Demandez au peuple, demandez au soldat pourquoi ils se lèvent ! Interrogez-les sur ce qu’ils désirent dans cette guerre ? Ils vous répondront comme un seul homme qu’ils marchent pour servir le Christ et pour libérer leurs frères opprimés. Aucun d’eux ne pense à une annexion territoriale possible. Oui, c’est dans cette guerre que nous saurons montrer nos desseins pour l’avenir de la Russie et de l’Europe. Ce que nous voulons, c’est l’Union !

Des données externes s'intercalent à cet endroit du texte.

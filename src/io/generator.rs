// src/io/generator.rs

use crate::error::{Result, SddpError};
use crate::model::instance::{Instance, Lot, Scenario, StageData};
use rand::Rng;
use rand_distr::{Beta, Distribution, Uniform};

/// Redraws allowed for the feasibility and probability loops.
const MAX_REDRAWS: usize = 10_000;

/// Ranges and tree shape of a synthetic instance.
#[derive(Debug, Clone)]
pub struct GeneratorParams {
    /// Number of stages (H).
    pub horizon: usize,
    /// Scenarios per stage after the first (g).
    pub branching: usize,
    /// Lots bought before the horizon, split between stage 0 and stage 1 arrivals.
    pub pre_acquired: usize,
    /// Lots that can be bought at every stage but the last.
    pub purchasable: usize,

    pub initial_inventory: f64,
    pub inventory_min: f64,
    pub inventory_max: f64,
    pub holding_cost: f64,
    pub volume: (f64, f64),
    pub acquisition_cost: (f64, f64),
    pub cancellation_cost: (f64, f64),
    pub postponement_cost: (f64, f64),
    pub demand: (f64, f64),
}

impl Default for GeneratorParams {
    fn default() -> Self {
        Self {
            horizon: 3,
            branching: 2,
            pre_acquired: 2,
            purchasable: 3,
            initial_inventory: 20.0,
            inventory_min: 0.0,
            inventory_max: 80.0,
            holding_cost: 1.0,
            volume: (10.0, 50.0),
            acquisition_cost: (150.0, 250.0),
            cancellation_cost: (30.0, 50.0),
            postponement_cost: (5.0, 12.0),
            demand: (10.0, 50.0),
        }
    }
}

fn uniform((low, high): (f64, f64), what: &str) -> Result<Uniform<f64>> {
    if low < high {
        Ok(Uniform::new(low, high))
    } else {
        Err(SddpError::InvalidConfig(format!("{} range [{}, {}) is empty", what, low, high)))
    }
}

/// Conditional probabilities of one stage with `branching` scenarios.
///
/// The first `g - 1` come from `Beta(4/g, 4 - 4/g)`; the last takes the
/// remainder and must stay positive.
fn stage_probabilities<R: Rng + ?Sized>(branching: usize, rng: &mut R) -> Result<Vec<f64>> {
    if branching == 1 {
        return Ok(vec![1.0]);
    }
    let alpha = 4.0 / branching as f64;
    let beta = Beta::new(alpha, 4.0 - alpha)
        .map_err(|e| SddpError::InvalidConfig(format!("probability distribution: {}", e)))?;
    for _ in 0..MAX_REDRAWS {
        let mut probabilities: Vec<f64> = (0..branching - 1).map(|_| beta.sample(rng)).collect();
        let remainder = 1.0 - probabilities.iter().sum::<f64>();
        if remainder > 0.0 {
            probabilities.push(remainder);
            return Ok(probabilities);
        }
        log::debug!("redrawing probabilities {:?}", probabilities);
    }
    Err(SddpError::InvalidConfig(format!(
        "no positive probability vector for {} scenarios after {} draws",
        branching, MAX_REDRAWS
    )))
}

/// Draws a random instance.
///
/// Pre-acquired lots are split at random between stage 0 arrivals and stage
/// 0 commitments (arriving at stage 1); volumes and demands are redrawn until
/// stage 0 closes inside the inventory bounds.
pub fn generate<R: Rng + ?Sized>(params: &GeneratorParams, rng: &mut R) -> Result<Instance> {
    let horizon = params.horizon;
    let branching = params.branching;
    if horizon < 2 || branching == 0 {
        return Err(SddpError::InvalidConfig(format!(
            "need at least two stages and one scenario per stage, got H = {}, g = {}",
            horizon, branching
        )));
    }
    let lot_count = params.pre_acquired + params.purchasable;
    let volume = uniform(params.volume, "volume")?;
    let demand = uniform(params.demand, "demand")?;

    let mut attempt = 0;
    let (initial_arrivals, committed, volumes, demands) = loop {
        attempt += 1;
        if attempt > MAX_REDRAWS {
            return Err(SddpError::InvalidConfig(
                "could not draw a feasible first stage; check the volume and demand ranges".to_string(),
            ));
        }
        let (initial, later): (Vec<usize>, Vec<usize>) = (0..params.pre_acquired).partition(|_| rng.gen_bool(0.5));
        let volumes: Vec<f64> = (0..lot_count).map(|_| volume.sample(rng)).collect();
        let demands: Vec<Vec<f64>> = (0..horizon)
            .map(|t| {
                let count = if t == 0 { 1 } else { branching };
                (0..count).map(|_| demand.sample(rng)).collect()
            })
            .collect();

        let arriving: f64 = initial.iter().map(|&c| volumes[c]).sum();
        let closing = params.initial_inventory + arriving - demands[0][0];
        if closing >= params.inventory_min && closing <= params.inventory_max {
            break (initial, later, volumes, demands);
        }
    };

    let acquisition = uniform(params.acquisition_cost, "acquisition cost")?;
    let cancellation = uniform(params.cancellation_cost, "cancellation cost")?;
    let postponement = uniform(params.postponement_cost, "postponement cost")?;
    let lots = volumes
        .iter()
        .enumerate()
        .map(|(c, &volume)| Lot {
            id: c as u32 + 1,
            volume,
            acquisition_cost: acquisition.sample(rng),
            cancellation_cost: cancellation.sample(rng),
            postponement_cost: postponement.sample(rng),
        })
        .collect();

    let buyable: Vec<usize> = (params.pre_acquired..lot_count).collect();
    let mut stages = Vec::with_capacity(horizon);
    for (t, stage_demands) in demands.into_iter().enumerate() {
        let probabilities = if t == 0 {
            vec![1.0]
        } else {
            stage_probabilities(branching, rng)?
        };
        stages.push(StageData {
            holding_cost: params.holding_cost,
            purchasable: if t + 1 < horizon { buyable.clone() } else { Vec::new() },
            committed: if t == 0 { committed.clone() } else { Vec::new() },
            scenarios: probabilities
                .into_iter()
                .zip(stage_demands)
                .map(|(probability, demand)| Scenario { probability, demand })
                .collect(),
        });
    }

    let instance = Instance {
        lots,
        inventory_min: params.inventory_min,
        inventory_max: params.inventory_max,
        initial_inventory: params.initial_inventory,
        initial_arrivals,
        stages,
    };
    instance.validate()?;
    log::info!(
        "generated instance: H = {}, g = {}, {} lots, {} paths",
        horizon,
        branching,
        lot_count,
        instance.total_paths().map_or_else(|| "too many".to_string(), |n| n.to_string())
    );
    Ok(instance)
}

#[cfg(test)]
mod tests {
    use super::*;
    use rand::rngs::StdRng;
    use rand::SeedableRng;

    #[test]
    fn generated_instance_is_valid() {
        let mut rng = StdRng::seed_from_u64(42);
        let params = GeneratorParams {
            horizon: 4,
            branching: 3,
            ..GeneratorParams::default()
        };
        let instance = generate(&params, &mut rng).unwrap();
        assert_eq!(instance.horizon(), 4);
        assert_eq!(instance.lots.len(), 5);
        assert_eq!(instance.total_paths(), Some(27));
        assert!(instance.stages[3].purchasable.is_empty());
        assert_eq!(
            instance.initial_arrivals.len() + instance.stages[0].committed.len(),
            2
        );
        for lot in &instance.lots {
            assert!(lot.volume >= 10.0 && lot.volume < 50.0);
        }
    }

    #[test]
    fn same_seed_same_instance() {
        let params = GeneratorParams::default();
        let a = generate(&params, &mut StdRng::seed_from_u64(9)).unwrap();
        let b = generate(&params, &mut StdRng::seed_from_u64(9)).unwrap();
        assert_eq!(a, b);
    }

    #[test]
    fn single_branch_has_certain_scenarios() {
        let params = GeneratorParams {
            branching: 1,
            ..GeneratorParams::default()
        };
        let instance = generate(&params, &mut StdRng::seed_from_u64(1)).unwrap();
        assert!(instance.stages.iter().all(|s| s.scenarios.len() == 1 && s.scenarios[0].probability == 1.0));
    }

    #[test]
    fn rejects_single_stage() {
        let params = GeneratorParams {
            horizon: 1,
            ..GeneratorParams::default()
        };
        assert!(generate(&params, &mut StdRng::seed_from_u64(1)).is_err());
    }
}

Puisqu’il en est ainsi, notre idée est sacrée ; ce n’est plus du tout l’instinct bestial des nations accapareuses qui nous anime, mais bien l’espoir de faire le premier pas vers la paix éternelle à laquelle nous avons le bonheur de croire, vers l’union indissoluble et le bonheur véritable de l’humanité.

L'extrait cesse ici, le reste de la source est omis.